DATA PROVIDED:
- - -
//! Wire types shared by every remote query transport
//!
//! The backend exposes two stored procedures over HTTP: one returning a page
//! of rows and one returning aggregate stats for the same filter set. Both
//! take the filter payload as named `p_*` arguments. The native client lives
//! in `client`; the browser build posts the same payload with `gloo-net`.

use std::time::Duration;

use serde::{Deserialize, Serialize};
use serde_json::{Map, Value};
use thiserror::Error;

use crate::filters::FilterState;
use crate::filters::fields::{MultiField, RangeField, TriStateField};

/// Remote endpoint configuration
#[derive(Debug, Clone, PartialEq, Serialize, Deserialize)]
#[serde(default)]
pub struct QueryConfig {
    /// Base URL of the RPC gateway; procedures live under `{base_url}/rpc/`
    pub base_url: String,
    pub api_key: Option<String>,
    pub rows_procedure: String,
    pub stats_procedure: String,
    pub timeout_ms: u64,
}

impl Default for QueryConfig {
    fn default() -> Self {
        Self {
            base_url: "http://localhost:3000".to_string(),
            api_key: None,
            rows_procedure: "filter_games".to_string(),
            stats_procedure: "filter_games_stats".to_string(),
            timeout_ms: 15_000,
        }
    }
}

impl QueryConfig {
    pub fn timeout(&self) -> Duration {
        Duration::from_millis(self.timeout_ms)
    }

    pub fn procedure_url(&self, procedure: &str) -> String {
        format!("{}/rpc/{}", self.base_url.trim_end_matches('/'), procedure)
    }
}

// ============================================================================
// Errors
// ============================================================================

#[derive(Debug, Error)]
pub enum QueryError {
    /// The server answered with an error body
    #[error("query rejected ({status}): {message}")]
    Application { status: u16, message: String },

    #[error("query timed out after {0:?}")]
    Timeout(Duration),

    #[error("network error: {0}")]
    Network(String),

    #[error("invalid response: {0}")]
    Decode(String),
}

impl QueryError {
    /// Text suitable for showing in the UI
    pub fn user_message(&self) -> String {
        match self {
            QueryError::Application { message, .. } => message.clone(),
            QueryError::Timeout(_) => {
                "The query took too long. Try narrowing your filters, then retry.".to_string()
            }
            QueryError::Network(_) => {
                "Could not reach the server. Check your connection and try again.".to_string()
            }
            QueryError::Decode(_) => "The server sent a response that could not be read.".to_string(),
        }
    }

    pub fn is_timeout(&self) -> bool {
        matches!(self, QueryError::Timeout(_))
    }

    /// Build an application error from a non-success body. JSON bodies with a
    /// `message` field use it; anything else falls back to the raw text.
    pub fn from_response_body(status: u16, body: &str) -> Self {
        let message = serde_json::from_str::<Value>(body)
            .ok()
            .and_then(|value| value.get("message").and_then(Value::as_str).map(str::to_string))
            .filter(|message| !message.is_empty())
            .unwrap_or_else(|| {
                let body = body.trim();
                if body.is_empty() {
                    format!("HTTP {status}")
                } else {
                    body.to_string()
                }
            });
        QueryError::Application { status, message }
    }
}

// ============================================================================
// Payload and results
// ============================================================================

/// Filter arguments sent to both procedures. Paging and column choice are not
/// part of the filter, so they are left out.
#[derive(Debug, Clone, Default, PartialEq, Serialize)]
#[serde(transparent)]
pub struct QueryRequest {
    args: Map<String, Value>,
}

impl QueryRequest {
    pub fn from_state(state: &FilterState) -> Self {
        let mut request = Self::default();
        request.set("type", state.app_type.as_param());
        request.set("sort", state.sort.as_param());
        request.set("order", state.order.as_param());
        request.set_opt("search", state.search.as_deref());

        for field in RangeField::ALL {
            let range = state.range(*field);
            request.set_opt(&format!("min_{}", field.column()), range.min);
            request.set_opt(&format!("max_{}", field.column()), range.max);
        }
        for field in TriStateField::ALL {
            request.set_opt(field.column(), state.tri_state(*field));
        }
        for field in MultiField::ALL {
            let select = state.multi(*field);
            if !select.is_empty() {
                request.set(field.ids_key(), select.ids.clone());
                request.set(field.mode_column(), select.mode.as_param());
            }
        }
        if !state.categories.is_empty() {
            request.set("categories", state.categories.clone());
        }

        request.set_opt("min_discount", state.min_discount);
        request.set_opt("velocity_tier", state.velocity_tier.map(|t| t.as_param()));
        request.set_opt("steam_deck", state.steam_deck.map(|d| d.as_param()));
        request.set_opt("controller", state.controller.map(|c| c.as_param()));
        request.set_opt("release_year", state.release_year);
        request.set_opt("publisher_search", state.publisher_search.as_deref());
        request.set_opt("developer_search", state.developer_search.as_deref());
        request.set_opt("publisher_size", state.publisher_size.map(|s| s.as_param()));
        request.set_opt("min_vs_publisher", state.min_vs_publisher);
        request.set_opt(
            "ccu_tier",
            state.ccu_tier.and_then(|tier| tier.as_param().parse::<u8>().ok()),
        );
        request
    }

    /// Argument value by unprefixed name, e.g. `get("min_ccu")`
    pub fn get(&self, name: &str) -> Option<&Value> {
        self.args.get(&format!("p_{name}"))
    }

    pub fn len(&self) -> usize {
        self.args.len()
    }

    pub fn is_empty(&self) -> bool {
        self.args.is_empty()
    }

    /// Payload for the rows procedure: filters plus paging
    pub fn with_paging(&self, limit: u32, offset: u32) -> Self {
        let mut paged = self.clone();
        paged.set("limit", limit);
        paged.set("offset", offset);
        paged
    }

    fn set(&mut self, name: &str, value: impl Into<Value>) {
        self.args.insert(format!("p_{name}"), value.into());
    }

    fn set_opt<T: Into<Value>>(&mut self, name: &str, value: Option<T>) {
        if let Some(value) = value {
            self.set(name, value);
        }
    }
}

/// One result row; columns are passed through untouched.
#[derive(Debug, Clone, Default, PartialEq, Serialize, Deserialize)]
#[serde(transparent)]
pub struct ResultRow(pub Map<String, Value>);

impl ResultRow {
    /// Store app id (`appid` column)
    pub fn id(&self) -> Option<u64> {
        self.0.get("appid").and_then(Value::as_u64)
    }

    pub fn get(&self, column: &str) -> Option<&Value> {
        self.0.get(column)
    }
}

/// Aggregate figures over the whole filtered set
#[derive(Debug, Clone, Default, PartialEq, Serialize, Deserialize)]
#[serde(transparent)]
pub struct AggregateStats(pub Map<String, Value>);

impl AggregateStats {
    /// Parse a stats response. Set-returning procedures answer with a
    /// one-row array; an empty array means no stats.
    pub fn from_response(body: Value) -> Result<Self, QueryError> {
        let body = match body {
            Value::Array(mut items) if !items.is_empty() => items.swap_remove(0),
            Value::Array(_) | Value::Null => Value::Object(Map::new()),
            other => other,
        };
        serde_json::from_value(body).map_err(|e| QueryError::Decode(e.to_string()))
    }

    pub fn get(&self, name: &str) -> Option<&Value> {
        self.0.get(name)
    }
}

#[derive(Debug, Clone, Default, PartialEq, Serialize, Deserialize)]
pub struct QueryResults {
    pub rows: Vec<ResultRow>,
    pub stats: AggregateStats,
}

impl QueryResults {
    /// App ids of the returned rows, in order
    pub fn row_ids(&self) -> Vec<u64> {
        self.rows.iter().filter_map(ResultRow::id).collect()
    }

    /// For each row, its position in `row_ids()` and its id. Rows without an
    /// id get `None` and cannot be selected.
    pub fn selection_slots(&self) -> Vec<Option<(usize, u64)>> {
        let mut next = 0;
        self.rows
            .iter()
            .map(|row| {
                row.id().map(|id| {
                    next += 1;
                    (next - 1, id)
                })
            })
            .collect()
    }
}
- - -
EXERCISE: Would you mind giving all the records again exactly?

EXPECTED OUTPUT:
//! Wire types shared by every remote query transport
//!
//! The backend exposes two stored procedures over HTTP: one returning a page
//! of rows and one returning aggregate stats for the same filter set. Both
//! take the filter payload as named `p_*` arguments. The native client lives
//! in `client`; the browser build posts the same payload with `gloo-net`.

use std::time::Duration;

use serde::{Deserialize, Serialize};
use serde_json::{Map, Value};
use thiserror::Error;

use crate::filters::FilterState;
use crate::filters::fields::{MultiField, RangeField, TriStateField};

/// Remote endpoint configuration
#[derive(Debug, Clone, PartialEq, Serialize, Deserialize)]
#[serde(default)]
pub struct QueryConfig {
    /// Base URL of the RPC gateway; procedures live under `{base_url}/rpc/`
    pub base_url: String,
    pub api_key: Option<String>,
    pub rows_procedure: String,
    pub stats_procedure: String,
    pub timeout_ms: u64,
}

impl Default for QueryConfig {
    fn default() -> Self {
        Self {
            base_url: "http://localhost:3000".to_string(),
            api_key: None,
            rows_procedure: "filter_games".to_string(),
            stats_procedure: "filter_games_stats".to_string(),
            timeout_ms: 15_000,
        }
    }
}

impl QueryConfig {
    pub fn timeout(&self) -> Duration {
        Duration::from_millis(self.timeout_ms)
    }

    pub fn procedure_url(&self, procedure: &str) -> String {
        format!("{}/rpc/{}", self.base_url.trim_end_matches('/'), procedure)
    }
}

// ============================================================================
// Errors
// ============================================================================

#[derive(Debug, Error)]
pub enum QueryError {
    /// The server answered with an error body
    #[error("query rejected ({status}): {message}")]
    Application { status: u16, message: String },

    #[error("query timed out after {0:?}")]
    Timeout(Duration),

    #[error("network error: {0}")]
    Network(String),

    #[error("invalid response: {0}")]
    Decode(String),
}

impl QueryError {
    /// Text suitable for showing in the UI
    pub fn user_message(&self) -> String {
        match self {
            QueryError::Application { message, .. } => message.clone(),
            QueryError::Timeout(_) => {
                "The query took too long. Try narrowing your filters, then retry.".to_string()
            }
            QueryError::Network(_) => {
                "Could not reach the server. Check your connection and try again.".to_string()
            }
            QueryError::Decode(_) => "The server sent a response that could not be read.".to_string(),
        }
    }

    pub fn is_timeout(&self) -> bool {
        matches!(self, QueryError::Timeout(_))
    }

    /// Build an application error from a non-success body. JSON bodies with a
    /// `message` field use it; anything else falls back to the raw text.
    pub fn from_response_body(status: u16, body: &str) -> Self {
        let message = serde_json::from_str::<Value>(body)
            .ok()
            .and_then(|value| value.get("message").and_then(Value::as_str).map(str::to_string))
            .filter(|message| !message.is_empty())
            .unwrap_or_else(|| {
                let body = body.trim();
                if body.is_empty() {
                    format!("HTTP {status}")
                } else {
                    body.to_string()
                }
            });
        QueryError::Application { status, message }
    }
}

// ============================================================================
// Payload and results
// ============================================================================

/// Filter arguments sent to both procedures. Paging and column choice are not
/// part of the filter, so they are left out.
#[derive(Debug, Clone, Default, PartialEq, Serialize)]
#[serde(transparent)]
pub struct QueryRequest {
    args: Map<String, Value>,
}

impl QueryRequest {
    pub fn from_state(state: &FilterState) -> Self {
        let mut request = Self::default();
        request.set("type", state.app_type.as_param());
        request.set("sort", state.sort.as_param());
        request.set("order", state.order.as_param());
        request.set_opt("search", state.search.as_deref());

        for field in RangeField::ALL {
            let range = state.range(*field);
            request.set_opt(&format!("min_{}", field.column()), range.min);
            request.set_opt(&format!("max_{}", field.column()), range.max);
        }
        for field in TriStateField::ALL {
            request.set_opt(field.column(), state.tri_state(*field));
        }
        for field in MultiField::ALL {
            let select = state.multi(*field);
            if !select.is_empty() {
                request.set(field.ids_key(), select.ids.clone());
                request.set(field.mode_column(), select.mode.as_param());
            }
        }
        if !state.categories.is_empty() {
            request.set("categories", state.categories.clone());
        }

        request.set_opt("min_discount", state.min_discount);
        request.set_opt("velocity_tier", state.velocity_tier.map(|t| t.as_param()));
        request.set_opt("steam_deck", state.steam_deck.map(|d| d.as_param()));
        request.set_opt("controller", state.controller.map(|c| c.as_param()));
        request.set_opt("release_year", state.release_year);
        request.set_opt("publisher_search", state.publisher_search.as_deref());
        request.set_opt("developer_search", state.developer_search.as_deref());
        request.set_opt("publisher_size", state.publisher_size.map(|s| s.as_param()));
        request.set_opt("min_vs_publisher", state.min_vs_publisher);
        request.set_opt(
            "ccu_tier",
            state.ccu_tier.and_then(|tier| tier.as_param().parse::<u8>().ok()),
        );
        request
    }

    /// Argument value by unprefixed name, e.g. `get("min_ccu")`
    pub fn get(&self, name: &str) -> Option<&Value> {
        self.args.get(&format!("p_{name}"))
    }

    pub fn len(&self) -> usize {
        self.args.len()
    }

    pub fn is_empty(&self) -> bool {
        self.args.is_empty()
    }

    /// Payload for the rows procedure: filters plus paging
    pub fn with_paging(&self, limit: u32, offset: u32) -> Self {
        let mut paged = self.clone();
        paged.set("limit", limit);
        paged.set("offset", offset);
        paged
    }

    fn set(&mut self, name: &str, value: impl Into<Value>) {
        self.args.insert(format!("p_{name}"), value.into());
    }

    fn set_opt<T: Into<Value>>(&mut self, name: &str, value: Option<T>) {
        if let Some(value) = value {
            self.set(name, value);
        }
    }
}

/// One result row; columns are passed through untouched.
#[derive(Debug, Clone, Default, PartialEq, Serialize, Deserialize)]
#[serde(transparent)]
pub struct ResultRow(pub Map<String, Value>);

impl ResultRow {
    /// Store app id (`appid` column)
    pub fn id(&self) -> Option<u64> {
        self.0.get("appid").and_then(Value::as_u64)
    }

    pub fn get(&self, column: &str) -> Option<&Value> {
        self.0.get(column)
    }
}

/// Aggregate figures over the whole filtered set
#[derive(Debug, Clone, Default, PartialEq, Serialize, Deserialize)]
#[serde(transparent)]
pub struct AggregateStats(pub Map<String, Value>);

impl AggregateStats {
    /// Parse a stats response. Set-returning procedures answer with a
    /// one-row array; an empty array means no stats.
    pub fn from_response(body: Value) -> Result<Self, QueryError> {
        let body = match body {
            Value::Array(mut items) if !items.is_empty() => items.swap_remove(0),
            Value::Array(_) | Value::Null => Value::Object(Map::new()),
            other => other,
        };
        serde_json::from_value(body).map_err(|e| QueryError::Decode(e.to_string()))
    }

    pub fn get(&self, name: &str) -> Option<&Value> {
        self.0.get(name)
    }
}

#[derive(Debug, Clone, Default, PartialEq, Serialize, Deserialize)]
pub struct QueryResults {
    pub rows: Vec<ResultRow>,
    pub stats: AggregateStats,
}

impl QueryResults {
    /// App ids of the returned rows, in order
    pub fn row_ids(&self) -> Vec<u64> {
        self.rows.iter().filter_map(ResultRow::id).collect()
    }

    /// For each row, its position in `row_ids()` and its id. Rows without an
    /// id get `None` and cannot be selected.
    pub fn selection_slots(&self) -> Vec<Option<(usize, u64)>> {
        let mut next = 0;
        self.rows
            .iter()
            .map(|row| {
                row.id().map(|id| {
                    next += 1;
                    (next - 1, id)
                })
            })
            .collect()
    }
}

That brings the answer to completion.